8. Subsequent to the issuance of the statutory certificate, the

respondents on 08.07.1970 preferred an appeal before the Deputy

Collector with the plea that Nadimuddin was a sick man and was

therefore unable to challenge the declaration in due time. The

Deputy Collector by his order dated 09.11.1971 after consideration

of documentary evidence concluded that no such ailment of

Nadimuddin had been presented which may have prevented him

from pursuing his remedies evident from the application preferred

by him under Section 44 of the Act and which stood rejected with

finality on 22.04.1960. The dismissal of the appeal on grounds of

limitation was upheld by the Tribunal. The respondents did not

assail the orders. Two years later they filed Regular Civil Suit No.

73/1972 for declaration that they were the owners of the lands in

Survey No. 202/AA and that under Section 38E certificate granted

to the appellant was a nullity. The suit was decreed but the

Appellate Court reversing the decree held that the findings of the

Land Tribunal leading to the certificate dated 24.03.1970 could not

be examined by the Civil Court and that no case has been made out

by the respondents that the Land Tribunal had failed to follow the

procedure under the Act and the Rules in awarding the certificate.

The respondents did not prefer any challenge to the dismissal of

their suit.

9. Ten years after the dismissal of the appeal filed by

respondents, by the Deputy Collector on 09.11.1971, Afsar Begum,

the widow of Nadimuddin and mother of the respondents, filed a

fresh appeal before the Deputy Collector to challenge the statutory

status order dated 01.02.1959 and the statutory certificate dated

24.03.1970. She did not assail the status of the appellant as a

protected tenant with regard to Survey No.189. It is necessary to

take note that the Land Tribunal had granted a composite certificate

as protected tenant to the appellant on 24.03.1970 for both Survey

Nos. 189 and 202/AA. The assertion that it was issued behind the

back of Nadimuddin is falsified by the application preferred by

Nadimuddin under Section 44 for resumption of the lands and

which was rejected on 22.01.1960, but which finds no mention in

her memo of appeal.
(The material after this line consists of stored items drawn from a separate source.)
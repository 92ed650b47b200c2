use std::path::{Path, PathBuf};

use tracing::{info, warn};

use crate::formatter::{CommandFormatter, Formatter};
use crate::scan::NodeModulesScan;
use crate::{CheckError, Result};

/// A check that may rewrite the workspace to fix what it finds.
pub trait FixCheck: Send + Sync {
    /// Stable identifier used in logs and reports.
    fn name(&self) -> &'static str;

    /// Run the check. `Ok(false)` means it ran and found problems it could
    /// not fix.
    ///
    /// # Errors
    ///
    /// Returns [`CheckError`] when the check could not run at all.
    fn perform(&self) -> Result<bool>;
}

/// Runs the source formatter over one workspace checkout.
#[derive(Debug)]
pub struct FormattingCheck<F = CommandFormatter> {
    workspace_path: PathBuf,
    formatter: F,
}

impl FormattingCheck<CommandFormatter> {
    /// Check `workspace_path` with the default [`CommandFormatter`].
    pub fn new(workspace_path: impl Into<PathBuf>) -> Self {
        Self::with_formatter(workspace_path, CommandFormatter::new())
    }
}

impl<F: Formatter> FormattingCheck<F> {
    /// Check `workspace_path` with `formatter`.
    pub fn with_formatter(workspace_path: impl Into<PathBuf>, formatter: F) -> Self {
        Self {
            workspace_path: workspace_path.into(),
            formatter,
        }
    }

    /// Checkout being formatted.
    pub fn workspace_path(&self) -> &Path {
        &self.workspace_path
    }

    /// Formatter the check runs.
    pub const fn formatter(&self) -> &F {
        &self.formatter
    }

    /// `node_modules` trees the formatter is told to skip.
    pub fn ignored_directories(&self) -> Vec<PathBuf> {
        NodeModulesScan::new(&self.workspace_path).iter().collect()
    }
}

impl<F: Formatter> FixCheck for FormattingCheck<F> {
    fn name(&self) -> &'static str {
        "formatting"
    }

    fn perform(&self) -> Result<bool> {
        if !self.workspace_path.is_dir() {
            return Err(CheckError::MissingWorkspace {
                path: self.workspace_path.clone(),
            });
        }

        let ignored = self.ignored_directories();
        let outcome = self
            .formatter
            .run_formatter(&self.workspace_path, &ignored)?;

        if outcome.success {
            info!(check = self.name(), path = %self.workspace_path.display(), "check passed");
        } else {
            warn!(
                check = self.name(),
                path = %self.workspace_path.display(),
                exit_code = ?outcome.exit_code,
                stderr = %outcome.stderr.trim(),
                "check failed"
            );
        }
        Ok(outcome.success)
    }
}

/// Checks run for a workspace before committing.
#[must_use]
pub fn default_checks(workspace_path: &Path) -> Vec<Box<dyn FixCheck>> {
    vec![Box::new(FormattingCheck::new(workspace_path))]
}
The appeal asserted that she became aware

only in 1981 of the mutation entries in the name of the appellant.

We consider it proper to take notice of the fact that it was not the

case of Afsar Begum that she was living separately from her two

sons, and was therefore unaware of all facts to the knowledge of the

respondents not only with regard to Nadimuddin but also the

applications preferred by the respondents and rejection of the same.

10. The Additional Tehsildar, Land Reforms, by his order dated

23.12.1987 held that the declaration of the appellant as protected

tenant was procedurally defective because the name of the appellant

did not find place in the tenants register. In the appeal preferred by

the appellant, the Deputy Collector took notice of the original order

of the Additional Tehsildar dated 29.04.1972 on an application

preferred by the respondents admitting the status of the appellant

as a protected tenant but that they had failed to pay the rent only.

The Deputy Collector also held that the declaration of ownerships

rights of the appellant over Survey No. 202/AA was therefore

binding on the legal heirs of Nadimuddin and which included his

widow, which could not be reopened. The Tribunal upholding the

order of the Additional Tehsildar dated 23.12.1987 virtually sat over

its own earlier order dated 09.11.1971 as an appellate forum, to

arrive at a contrary finding that the grant of protected tenant status

to the appellant was erroneous in view of the errors in the tenancy

register, notwithstanding the findings in the civil suit also that there

appeared no irregularity in procedure by the Land Tribunal. The

Land Tribunal being a statutory body, there shall be a presumption

of correctness of the orders passed by it.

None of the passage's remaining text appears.